Chapter 3 assessment (20 questions)

Twenty questions covering load categories, HL-93, IM, m, combinations, influence-line placement, and the worked example. Your attempt is recorded to your student progress.

Start Chapter 3 quiz →

Chapter summary

Key takeaways

  • HL-93 = (design truck OR tandem) + design lane load. IM applies only to the truck/tandem.
  • Multiple-presence m = 1.20, 1.00, 0.85, 0.65 for 1, 2, 3, ≥4 loaded lanes.
  • Strength I governs most normal traffic; Strength II governs permit vehicles (MDOT SHA).
  • Negative moment at interior supports uses the two-truck × 0.90 rule.
  • Always identify governing combination BEFORE selecting member sizes.

Section 1

Concept Demonstrations

Instructor-led walkthroughs of core ideas. Read these first — every worked example that follows builds on them.

Demo 1

Estimating the dead load of a reinforced concrete deck

Convert a deck geometry + unit weight into a distributed DC load carried by each girder.

§3.5.1
Table 3.5.1-1

An 8-in normal-weight concrete deck spans between girders spaced at S = 8 ft. Using γc = 0.150 kcf (0.145 kcf plain + 0.005 kcf allowance for reinforcement per AASHTO Table 3.5.1-1):

wdeck = γc · t · S = 0.150 · (8/12) · 8 = 0.800 klf per interior girder.

This is the DC1 contribution (deck acting on the non-composite girder). Add a barrier of 0.320 klf split equally to the two fascia girders, and a haunch of 0.010 klf. Note we did not apply a load factor — DC and DW are computed as unfactored demands here; γDC = 1.25 (Strength I max) is applied at the combination step.

Demo 2

Reading the HL-93 truck: which axle governs shear vs. moment?

The 32-kip axle drives shear near supports; the 32-32 pair drives midspan moment.

§3.6.1.2.2

Place the HL-93 truck (8-32-32 kip, first spacing 14 ft, rear variable 14–30 ft) on a simple span. For maximum shear at the left support, the heaviest axle sits directly over the support; the influence-line ordinate is 1.0.

For maximum moment at midspan, position the truck so the load's resultant and the closest axle straddle midspan by equal amounts (Barré's theorem). On most simple spans of 40–90 ft, the two 32-kip axles at 14-ft spacing govern; on very short spans the design tandem (2 × 25 kip at 4 ft) usually controls instead.

Demo 3

Applying IM and multiple-presence — the correct order of operations

IM amplifies the truck/tandem only. m modifies the sum of live-load effects across loaded lanes.

§3.6.1.1.2
§3.6.2.1

Compute the raw static effect of truck (or tandem) and lane separately. Apply IM = 33% (Strength/Service) to the truck/tandem only. Combine the amplified truck with the lane load. Then, if two lanes are simultaneously loaded, multiply the two-lane result by m = 1.00; one-lane loading uses m = 1.20; three lanes m = 0.85.

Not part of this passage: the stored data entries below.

//! Release-policy-parameterized collection
//!
//! [`Lister`] is the legacy sibling of
//! [`ObjectStore`](crate::store::ObjectStore): the same external
//! contract, plus a compile-time [`ReleasePolicy`] deciding what
//! happens to an object once it has left the collection. Two policies
//! ship with the engine: [`Retain`] (the collection never owns the
//! object beyond its shared reference) and [`Dispose`] (the collection
//! calls [`Disposable::dispose`] on release).
//!
//! The policy runs exactly once per removal, after every
//! `object_removed` observer, on both removal paths (explicit call and
//! self-announced `removed`).

use std::marker::PhantomData;
use std::rc::Rc;

use tracing::trace;

use crate::live::{LiveObject, Question};
use crate::signal::{Connection, Signal};
use crate::store::ObjectStore;

/// Objects a [`Dispose`]-managed [`Lister`] can shut down on release.
pub trait Disposable {
    /// Release the resources behind the object. Deallocation itself
    /// still follows the last shared reference.
    fn dispose(&self);
}

/// Strategy applied to an object after it has been removed and
/// announced.
pub trait ReleasePolicy<T: ?Sized>: 'static {
    fn release(object: &Rc<T>);
}

/// The collection never owns memory: release is a no-op.
pub struct Retain;

impl<T: ?Sized> ReleasePolicy<T> for Retain {
    fn release(_object: &Rc<T>) {}
}

/// The collection takes deletion responsibility: release disposes the
/// object before the collection drops its strong reference.
pub struct Dispose;

impl<T: ?Sized + Disposable + LiveObject> ReleasePolicy<T> for Dispose {
    fn release(object: &Rc<T>) {
        trace!(object = %object.name(), "disposing released object");
        object.dispose();
    }
}

/// Keyed collection with a pluggable release policy.
///
/// Storage and notification bookkeeping delegate to an internal
/// [`ObjectStore`]; the lister re-emits through its own signals so
/// that the policy, hooked behind the re-emission, runs only after all
/// external observers saw `object_removed`.
pub struct Lister<T: LiveObject + ?Sized, P: ReleasePolicy<T> = Retain> {
    store: ObjectStore<T>,
    object_added: Signal<Rc<T>>,
    object_updated: Signal<Rc<T>>,
    object_removed: Signal<Rc<T>>,
    _policy: PhantomData<P>,
}

impl<T: LiveObject + ?Sized, P: ReleasePolicy<T>> Default for Lister<T, P> {
    fn default() -> Self {
        Self::new()
    }
}

impl<T: LiveObject + ?Sized, P: ReleasePolicy<T>> Lister<T, P> {
    pub fn new() -> Self {
        let store = ObjectStore::new();
        let object_added = Signal::new();
        let object_updated = Signal::new();
        let object_removed = Signal::new();

        {
            let signal = object_added.clone();
            drop(store.object_added().connect(move |object| signal.emit(object)));
        }
        {
            let signal = object_updated.clone();
            drop(store.object_updated().connect(move |object| signal.emit(object)));
        }
        // Re-emission first, policy second: by the time the policy
        // slot runs, every observer of this lister has been notified.
        {
            let signal = object_removed.clone();
            drop(store.object_removed().connect(move |object| signal.emit(object)));
        }
        drop(store.object_removed().connect(|object| P::release(object)));

        Self {
            store,
            object_added,
            object_updated,
            object_removed,
            _policy: PhantomData,
        }
    }

    pub fn object_added(&self) -> &Signal<Rc<T>> {
        &self.object_added
    }

    pub fn object_updated(&self) -> &Signal<Rc<T>> {
        &self.object_updated
    }

    pub fn object_removed(&self) -> &Signal<Rc<T>> {
        &self.object_removed
    }

    pub fn questions(&self) -> &Signal<Rc<Question>> {
        self.store.questions()
    }

    pub fn add_object(&self, object: Rc<T>) {
        self.store.add_object(object);
    }

    pub fn add_connection(&self, object: &Rc<T>, connection: Connection) {
        self.store.add_connection(object, connection);
    }

    /// Remove, announce, then apply the release policy.
    pub fn remove_object(&self, object: &Rc<T>) {
        self.store.remove_object(object);
    }

    /// Have `object` announce its own removal; convergent with
    /// [`remove_object`](Lister::remove_object). Silent no-op if the
    /// lister does not hold `object`: nothing is announced and the
    /// policy does not run.
    pub fn announced_release(&self, object: &Rc<T>) {
        if !self.store.contains(object) {
            return;
        }
        object.removed().emit(&());
    }

    pub fn remove_all_objects(&self) {
        self.store.remove_all_objects();
    }

    pub fn visit_objects(&self, visitor: impl FnMut(&Rc<T>) -> bool) {
        self.store.visit_objects(visitor);
    }

    pub fn objects(&self) -> Vec<Rc<T>> {
        self.store.objects()
    }

    pub fn contains(&self, object: &Rc<T>) -> bool {
        self.store.contains(object)
    }

    pub fn len(&self) -> usize {
        self.store.len()
    }

    pub fn is_empty(&self) -> bool {
        self.store.is_empty()
    }
}

impl<T: LiveObject + ?Sized, P: ReleasePolicy<T>> std::fmt::Debug for Lister<T, P> {
    fn fmt(&self, f: &mut std::fmt::Formatter<'_>) -> std::fmt::Result {
        f.debug_struct("Lister")
            .field("objects", &self.store.len())
            .finish()
    }
}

LL+IM (per lane) = 1.33 · (truck or tandem) + 1.00 · (0.64 klf lane load)

IM is never applied to the lane load or to pedestrian, wind, or thermal loads.

Demo 4

Selecting the governing Strength combination

Strength I dominates highway girders; Strength III/V come in only when wind is significant.

Table 3.4.1-1

For a typical highway girder in the Mid-Atlantic, Strength I:

η · [1.25·DC + 1.50·DW + 1.75·(LL+IM) + 1.00·(WA + FR) + 0.50·TU]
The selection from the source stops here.